On est accueilli par de lumineux yeux bleus et une poignée de main franche. «Comment va-t-on communiquer?» Tanya sourit, rassurante: «Je lis sur les lèvres et j’entends grâce à un implant, explique-t-elle avec une prononciation quasi-parfaite. Ne parlez pas trop doucement ni trop vite et c’est parfait!» La jeune femme est sourde de naissance. Elle apprend la langue des signes à 2 ans et un an plus tard, elle reçoit un implant qui lui permet d’entendre une partie des sons. «Mais c’est très artificiel, métallique, pas totalement distinct et s’il y a du brouhaha je ne comprends rien.» Sa scolarité obligatoire se déroule sans embûches, avec l’aide d’un interprète en classe et des cours intensifs de logopédie pour apprendre à moduler sa voix et construire sa prononciation.

«La santé? Tu rêves!»

Lorsqu’elle doit choisir son orientation professionnelle, il n’y a pas à tergiverser: ce sera infirmière. C’est moins l’évidence du côté de l’assurance invalidité (AI), qui prend en charge les frais auxiliaires liés au handicap, dont les interprètes. «J’ai fait une liste avec les métiers que j’aimais et ce que je ne voulais pas faire. Ma conseillère AI m’a dit: «Tout ce que tu as choisi est irréalisable. Tu rêves trop. Refais un choix parmi ceux que tu as écarté.» Refus de l’intéressée; elle intègre l’Ecole de culture générale (ECG) en filière santé. «La première chose que mon prof m’a dite c’est: comment tu vas faire avec le stéthoscope?» Inébranlable, Tanya maintient son cap et termine l’ECG avec de bonnes notes, à force de travail acharné et de quelques aménagements d’études.

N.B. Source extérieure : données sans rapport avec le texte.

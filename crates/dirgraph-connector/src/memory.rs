//! In-memory directory for testing and offline replay.
//!
//! Serves a fixed set of records through the [`DirectoryQuery`] contract and
//! can inject transient or permanent failures for individual DNs.

use std::collections::HashMap;

use async_trait::async_trait;
use futures::stream::{self, StreamExt};
use tokio::sync::Mutex;

use crate::error::{DirectoryError, DirectoryResult};
use crate::record::{AttributeSet, PrincipalKind};
use crate::security::SecurityDescriptor;
use crate::traits::{DirectoryQuery, RecordStream};

/// Failure to inject for a query against one DN.
#[derive(Debug, Clone)]
enum InjectedFailure {
    /// Fail with a transient error this many more times, then succeed.
    Transient(u32),
    /// Always fail with a permanent error.
    Permanent,
}

/// In-memory [`DirectoryQuery`] implementation.
#[derive(Debug, Default)]
pub struct InMemoryDirectory {
    domain: AttributeSet,
    principals: HashMap<PrincipalKind, Vec<AttributeSet>>,
    searches: HashMap<String, Vec<AttributeSet>>,
    token_groups: HashMap<String, Vec<String>>,
    descriptors: HashMap<String, SecurityDescriptor>,
    /// Kinds whose enumeration stream breaks after yielding this many records.
    broken_streams: HashMap<PrincipalKind, usize>,
    failures: Mutex<HashMap<String, InjectedFailure>>,
}

impl InMemoryDirectory {
    /// Create a directory serving the given domain object.
    pub fn new(domain: AttributeSet) -> Self {
        Self {
            domain,
            ..Self::default()
        }
    }

    /// Add a principal record of the given kind.
    pub fn add_principal(&mut self, kind: PrincipalKind, record: AttributeSet) {
        self.principals.entry(kind).or_default().push(record);
    }

    /// Register the records returned for a paged search filter.
    pub fn add_search_result(&mut self, filter: impl Into<String>, record: AttributeSet) {
        self.searches.entry(filter.into()).or_default().push(record);
    }

    /// Register the token groups of the object at `dn`.
    pub fn set_token_groups(&mut self, dn: impl Into<String>, sids: Vec<String>) {
        self.token_groups.insert(dn.into(), sids);
    }

    /// Register the security descriptor of the object at `dn`.
    pub fn set_security_descriptor(&mut self, dn: impl Into<String>, sd: SecurityDescriptor) {
        self.descriptors.insert(dn.into(), sd);
    }

    /// Make queries against `dn` fail transiently `times` times before succeeding.
    pub fn fail_transiently(&mut self, dn: impl Into<String>, times: u32) {
        self.failures
            .get_mut()
            .insert(dn.into(), InjectedFailure::Transient(times));
    }

    /// Make every query against `dn` fail permanently.
    pub fn fail_permanently(&mut self, dn: impl Into<String>) {
        self.failures
            .get_mut()
            .insert(dn.into(), InjectedFailure::Permanent);
    }

    /// Break the enumeration stream of `kind` after `after` records.
    pub fn break_stream(&mut self, kind: PrincipalKind, after: usize) {
        self.broken_streams.insert(kind, after);
    }

    async fn check_failure(&self, dn: &str, operation: &str) -> DirectoryResult<()> {
        let mut failures = self.failures.lock().await;
        match failures.get_mut(dn) {
            Some(InjectedFailure::Permanent) => Err(DirectoryError::InsufficientAccess {
                operation: operation.to_string(),
            }),
            Some(InjectedFailure::Transient(remaining)) if *remaining > 0 => {
                *remaining -= 1;
                Err(DirectoryError::unavailable(format!(
                    "{operation} on {dn} temporarily unavailable"
                )))
            }
            _ => Ok(()),
        }
    }
}

fn project(record: &AttributeSet, attributes: &[&str]) -> AttributeSet {
    if attributes.is_empty() {
        return record.clone();
    }
    attributes
        .iter()
        .filter_map(|name| record.get(name).map(|v| (name.to_string(), v.clone())))
        .collect()
}

#[async_trait]
impl DirectoryQuery for InMemoryDirectory {
    fn paged_search<'a>(&'a self, filter: &'a str, attributes: &'a [&'a str]) -> RecordStream<'a> {
        let records: Vec<AttributeSet> = self
            .searches
            .get(filter)
            .map(|records| records.iter().map(|r| project(r, attributes)).collect())
            .unwrap_or_default();
        stream::iter(records.into_iter().map(Ok)).boxed()
    }

    async fn domain_info(&self, attributes: &[&str]) -> DirectoryResult<AttributeSet> {
        Ok(project(&self.domain, attributes))
    }

    fn all_principals<'a>(
        &'a self,
        kind: PrincipalKind,
        attributes: &'a [&'a str],
    ) -> RecordStream<'a> {
        let records: Vec<AttributeSet> = self
            .principals
            .get(&kind)
            .map(|records| records.iter().map(|r| project(r, attributes)).collect())
            .unwrap_or_default();
        match self.broken_streams.get(&kind) {
            Some(&after) => {
                let head = records.into_iter().take(after).map(Ok);
                let tail = std::iter::once(Err(DirectoryError::network(format!(
                    "{kind} enumeration interrupted"
                ))));
                stream::iter(head.chain(tail)).boxed()
            }
            None => stream::iter(records.into_iter().map(Ok)).boxed(),
        }
    }

    async fn token_groups(&self, dn: &str) -> DirectoryResult<Vec<String>> {
        self.check_failure(dn, "token_groups").await?;
        Ok(self.token_groups.get(dn).cloned().unwrap_or_default())
    }

    async fn security_descriptor(&self, dn: &str) -> DirectoryResult<Option<SecurityDescriptor>> {
        self.check_failure(dn, "security_descriptor").await?;
        Ok(self.descriptors.get(dn).cloned())
    }
}

#[cfg(test)]
mod tests {
    use super::*;
    use crate::security::{AceType, RawAce};

    const DN: &str = "CN=alice,CN=Users,DC=corp,DC=local";

    fn directory() -> InMemoryDirectory {
        let mut dir = InMemoryDirectory::new(AttributeSet::new().with("name", "corp.local"));
        dir.add_principal(
            PrincipalKind::User,
            AttributeSet::new()
                .with("distinguishedName", DN)
                .with("sAMAccountName", "alice"),
        );
        dir.set_token_groups(DN, vec!["S-1-5-32-545".to_string()]);
        dir.set_security_descriptor(
            DN,
            SecurityDescriptor::new("guid", 4).with_ace(RawAce::new(
                AceType::AccessAllowed,
                1,
                "S-1-1-0",
            )),
        );
        dir
    }

    #[tokio::test]
    async fn test_serves_registered_records() {
        let dir = directory();
        let users: Vec<_> = dir.all_principals(PrincipalKind::User, &[]).collect().await;
        assert_eq!(users.len(), 1);
        assert!(dir
            .all_principals(PrincipalKind::Group, &[])
            .collect::<Vec<_>>()
            .await
            .is_empty());
        assert_eq!(dir.token_groups(DN).await.unwrap(), vec!["S-1-5-32-545"]);
        assert!(dir.security_descriptor(DN).await.unwrap().is_some());
        assert!(dir.security_descriptor("CN=other").await.unwrap().is_none());
    }

    #[tokio::test]
    async fn test_paged_search_projects_attributes() {
        let mut dir = directory();
        dir.add_search_result(
            "(objectClass=*)",
            AttributeSet::new().with("a", "1").with("b", "2"),
        );
        let rows: Vec<_> = dir
            .paged_search("(objectClass=*)", &["a"])
            .collect::<Vec<_>>()
            .await;
        let row = rows[0].as_ref().unwrap();
        assert!(row.has("a"));
        assert!(!row.has("b"));
    }

    #[tokio::test]
    async fn test_principals_and_domain_project_attributes() {
        let dir = directory();
        let users: Vec<_> = dir
            .all_principals(PrincipalKind::User, &["sAMAccountName"])
            .collect()
            .await;
        let user = users[0].as_ref().unwrap();
        assert_eq!(user.get_string("samaccountname"), Some("alice"));
        assert!(!user.has("distinguishedName"));

        let domain = dir.domain_info(&["maxPwdAge"]).await.unwrap();
        assert!(domain.is_empty());
        assert!(dir.domain_info(&[]).await.unwrap().has("name"));
    }

    #[tokio::test]
    async fn test_transient_failures_clear() {
        let mut dir = directory();
        dir.fail_transiently(DN, 2);
        assert!(dir.token_groups(DN).await.unwrap_err().is_transient());
        assert!(dir.token_groups(DN).await.unwrap_err().is_transient());
        assert!(dir.token_groups(DN).await.is_ok());
    }

    #[tokio::test]
    async fn test_broken_stream_yields_error() {
        let mut dir = directory();
        dir.break_stream(PrincipalKind::User, 1);
        let items: Vec<_> = dir.all_principals(PrincipalKind::User, &[]).collect().await;
        assert_eq!(items.len(), 2);
        assert!(items[0].is_ok());
        assert!(items[1].is_err());
    }
}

Prochaine étape: la Haute Ecole de santé. «On m’a encore répété que je visais trop haut…» Elle est admise en 2010. C’est l’année où elle met un genou à terre. «Ça ne s’est pas très bien passé… Certains profs refusaient de transmettre à l’avance les documents de cours aux interprètes pour leur faciliter la tâche. On m’avait acceptée à la condition que je sois autonome, certes. Mais je ne demandais pas grand-chose!» Tanya est rongée par le stress. «J’ai perdu 6 kilos en quelques mois…» souffle la jeune fille. Elle se relève. Travaille. Suit des cours d’appui trois fois par semaine. Comble ses lacunes avec les notes de camarades. Et en 2014, victoire: elle obtient son diplôme! Depuis un an, la jeune infirmière vit son rêve et travaille à l’EMS Les Mouilles.

Sourde mais pas incapable

Aujourd’hui, la jeune femme veut partager son expérience pour briser les préjugés. «Les gens pensent que les sourds ne sont pas autonomes. Oui, certains ne parlent pas car ils n’ont jamais appris et ils n’entendent rien même avec un implant. Mais d’autres en sont capables. J’ai dû me battre pour montrer que j’avais des capacités. Les gens doivent comprendre qu’il faut séparer le handicap et les compétences!»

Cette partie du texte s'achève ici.